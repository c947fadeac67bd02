//! FAST market data example.
//!
//! Builds an incremental-refresh template, encodes a synthetic stream of
//! book updates, decodes it again with an independent decoder and reports
//! how many bytes the operators saved.

mod common;

use common::{ExampleConfig, init_logging, wire_hex};
use ironfast::prelude::*;
use tracing::{debug, info};

const REFRESH_TEMPLATE_ID: u32 = 1;

/// Incremental refresh: sequence number, send time and a list of entries.
fn refresh_template() -> Result<MessageTemplate> {
    let seq_num = Scalar::new("MsgSeqNum", FastType::U32, Operator::Increment, None, false)?;
    let sending_time = Scalar::new("SendingTime", FastType::U64, Operator::Delta, None, false)?;

    let action = Scalar::new(
        "MDUpdateAction",
        FastType::U32,
        Operator::Copy,
        Some(ScalarValue::Integer(1)),
        false,
    )?;
    let symbol = Scalar::new("Symbol", FastType::Ascii, Operator::Copy, None, false)?;
    let price = ComposedScalar::decimal(
        "MDEntryPx",
        (Operator::Copy, Some(-2)),
        (Operator::Delta, None),
        false,
    )?;
    let size = Scalar::new("MDEntrySize", FastType::U64, Operator::Delta, None, false)?;
    let level = Scalar::new("MDPriceLevel", FastType::U32, Operator::Increment, None, true)?;
    let entries = Sequence::new(
        "MDEntries",
        vec![
            action.into(),
            symbol.into(),
            price.into(),
            size.into(),
            level.into(),
        ],
        false,
    )?;

    MessageTemplate::new(
        "MDIncRefresh",
        REFRESH_TEMPLATE_ID,
        vec![seq_num.into(), sending_time.into(), entries.into()],
    )
}

fn entry(symbol: &str, mantissa: i64, size: i64, level: i64) -> GroupValue {
    GroupValue::with_values(vec![
        Some(FieldValue::from(1)),
        Some(FieldValue::from(symbol)),
        Some(ScalarValue::decimal(-2, mantissa).into()),
        Some(FieldValue::from(size)),
        Some(FieldValue::from(level)),
    ])
}

/// Generates a deterministic stream of book updates.
fn generate(config: &ExampleConfig) -> Vec<Message> {
    let mut messages = Vec::with_capacity(config.messages);
    let mut time: i64 = 20_261_019_093_000_000;

    for i in 0..config.messages {
        let step = i64::try_from(i).unwrap_or(i64::MAX);
        time += 250 + step % 7;
        let symbol = &config.symbols[i % config.symbols.len()];
        let base = 594_225 + (step % 40) - 20;

        let entries: SequenceValue = (0..3)
            .map(|level| entry(symbol, base + level, 10 + (step + level) % 25, level + 1))
            .collect();

        let mut message = Message::new(REFRESH_TEMPLATE_ID, 3);
        message.set(0, step + 1);
        message.set(1, time);
        message.set(2, entries);
        messages.push(message);
    }
    messages
}

/// Size of the same data as fixed-width binary, for comparison.
fn fixed_width_size(message: &Message) -> usize {
    let entries = message
        .get(2)
        .and_then(FieldValue::as_sequence)
        .map_or(0, SequenceValue::len);
    4 + 8 + 4 + entries * (4 + 8 + 4 + 8 + 8 + 4)
}

fn main() -> anyhow::Result<()> {
    init_logging();
    let config = ExampleConfig::from_env();
    info!(
        messages = config.messages,
        symbols = ?config.symbols,
        "generating market data"
    );

    let mut encoder = FastEncoder::with_config(config.context.clone());
    encoder.register_template(refresh_template()?)?;
    let mut decoder = FastDecoder::with_config(config.context.clone());
    decoder.register_template(refresh_template()?)?;

    let messages = generate(&config);
    let mut stream = Vec::new();
    let mut fixed = 0;
    for (i, message) in messages.iter().enumerate() {
        let bytes = encoder.encode(message)?;
        if i < 3 {
            info!(seq = i + 1, bytes = bytes.len(), "encoded {}", wire_hex(&bytes));
        }
        fixed += fixed_width_size(message);
        stream.extend_from_slice(&bytes);
    }

    let mut input = bytes::Bytes::from(stream.clone());
    let decoded = decoder.decode_all(&mut input)?;
    anyhow::ensure!(decoded == messages, "decoded stream differs from input");
    debug!(decoded = decoded.len(), "stream verified");

    info!(
        messages = messages.len(),
        fast_bytes = stream.len(),
        fixed_bytes = fixed,
        "ratio {:.2}",
        fixed as f64 / stream.len().max(1) as f64
    );

    // A new stream segment starts from empty dictionaries on both sides.
    encoder.reset();
    decoder.reset();
    let first = encoder.encode(&messages[0])?;
    let again = decoder.decode(&mut first.as_slice())?;
    anyhow::ensure!(again == messages[0], "decoded message differs after reset");
    info!(bytes = first.len(), "re-encoded first message after reset");

    Ok(())
}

========================================================================

- How to complete this task
Please output every line shown above exactly.

- Expected answer
repository c947fadeac67bd02
//! FAST market data example.
//!
//! Builds an incremental-refresh template, encodes a synthetic stream of
//! book updates, decodes it again with an independent decoder and reports
//! how many bytes the operators saved.

mod common;

use common::{ExampleConfig, init_logging, wire_hex};
use ironfast::prelude::*;
use tracing::{debug, info};

const REFRESH_TEMPLATE_ID: u32 = 1;

/// Incremental refresh: sequence number, send time and a list of entries.
fn refresh_template() -> Result<MessageTemplate> {
    let seq_num = Scalar::new("MsgSeqNum", FastType::U32, Operator::Increment, None, false)?;
    let sending_time = Scalar::new("SendingTime", FastType::U64, Operator::Delta, None, false)?;

    let action = Scalar::new(
        "MDUpdateAction",
        FastType::U32,
        Operator::Copy,
        Some(ScalarValue::Integer(1)),
        false,
    )?;
    let symbol = Scalar::new("Symbol", FastType::Ascii, Operator::Copy, None, false)?;
    let price = ComposedScalar::decimal(
        "MDEntryPx",
        (Operator::Copy, Some(-2)),
        (Operator::Delta, None),
        false,
    )?;
    let size = Scalar::new("MDEntrySize", FastType::U64, Operator::Delta, None, false)?;
    let level = Scalar::new("MDPriceLevel", FastType::U32, Operator::Increment, None, true)?;
    let entries = Sequence::new(
        "MDEntries",
        vec![
            action.into(),
            symbol.into(),
            price.into(),
            size.into(),
            level.into(),
        ],
        false,
    )?;

    MessageTemplate::new(
        "MDIncRefresh",
        REFRESH_TEMPLATE_ID,
        vec![seq_num.into(), sending_time.into(), entries.into()],
    )
}

fn entry(symbol: &str, mantissa: i64, size: i64, level: i64) -> GroupValue {
    GroupValue::with_values(vec![
        Some(FieldValue::from(1)),
        Some(FieldValue::from(symbol)),
        Some(ScalarValue::decimal(-2, mantissa).into()),
        Some(FieldValue::from(size)),
        Some(FieldValue::from(level)),
    ])
}

/// Generates a deterministic stream of book updates.
fn generate(config: &ExampleConfig) -> Vec<Message> {
    let mut messages = Vec::with_capacity(config.messages);
    let mut time: i64 = 20_261_019_093_000_000;

    for i in 0..config.messages {
        let step = i64::try_from(i).unwrap_or(i64::MAX);
        time += 250 + step % 7;
        let symbol = &config.symbols[i % config.symbols.len()];
        let base = 594_225 + (step % 40) - 20;

        let entries: SequenceValue = (0..3)
            .map(|level| entry(symbol, base + level, 10 + (step + level) % 25, level + 1))
            .collect();

        let mut message = Message::new(REFRESH_TEMPLATE_ID, 3);
        message.set(0, step + 1);
        message.set(1, time);
        message.set(2, entries);
        messages.push(message);
    }
    messages
}

/// Size of the same data as fixed-width binary, for comparison.
fn fixed_width_size(message: &Message) -> usize {
    let entries = message
        .get(2)
        .and_then(FieldValue::as_sequence)
        .map_or(0, SequenceValue::len);
    4 + 8 + 4 + entries * (4 + 8 + 4 + 8 + 8 + 4)
}

fn main() -> anyhow::Result<()> {
    init_logging();
    let config = ExampleConfig::from_env();
    info!(
        messages = config.messages,
        symbols = ?config.symbols,
        "generating market data"
    );

    let mut encoder = FastEncoder::with_config(config.context.clone());
    encoder.register_template(refresh_template()?)?;
    let mut decoder = FastDecoder::with_config(config.context.clone());
    decoder.register_template(refresh_template()?)?;

    let messages = generate(&config);
    let mut stream = Vec::new();
    let mut fixed = 0;
    for (i, message) in messages.iter().enumerate() {
        let bytes = encoder.encode(message)?;
        if i < 3 {
            info!(seq = i + 1, bytes = bytes.len(), "encoded {}", wire_hex(&bytes));
        }
        fixed += fixed_width_size(message);
        stream.extend_from_slice(&bytes);
    }

    let mut input = bytes::Bytes::from(stream.clone());
    let decoded = decoder.decode_all(&mut input)?;
    anyhow::ensure!(decoded == messages, "decoded stream differs from input");
    debug!(decoded = decoded.len(), "stream verified");

    info!(
        messages = messages.len(),
        fast_bytes = stream.len(),
        fixed_bytes = fixed,
        "ratio {:.2}",
        fixed as f64 / stream.len().max(1) as f64
    );

    // A new stream segment starts from empty dictionaries on both sides.
    encoder.reset();
    decoder.reset();
    let first = encoder.encode(&messages[0])?;
    let again = decoder.decode(&mut first.as_slice())?;
    anyhow::ensure!(again == messages[0], "decoded message differs after reset");
    info!(bytes = first.len(), "re-encoded first message after reset");

    Ok(())
}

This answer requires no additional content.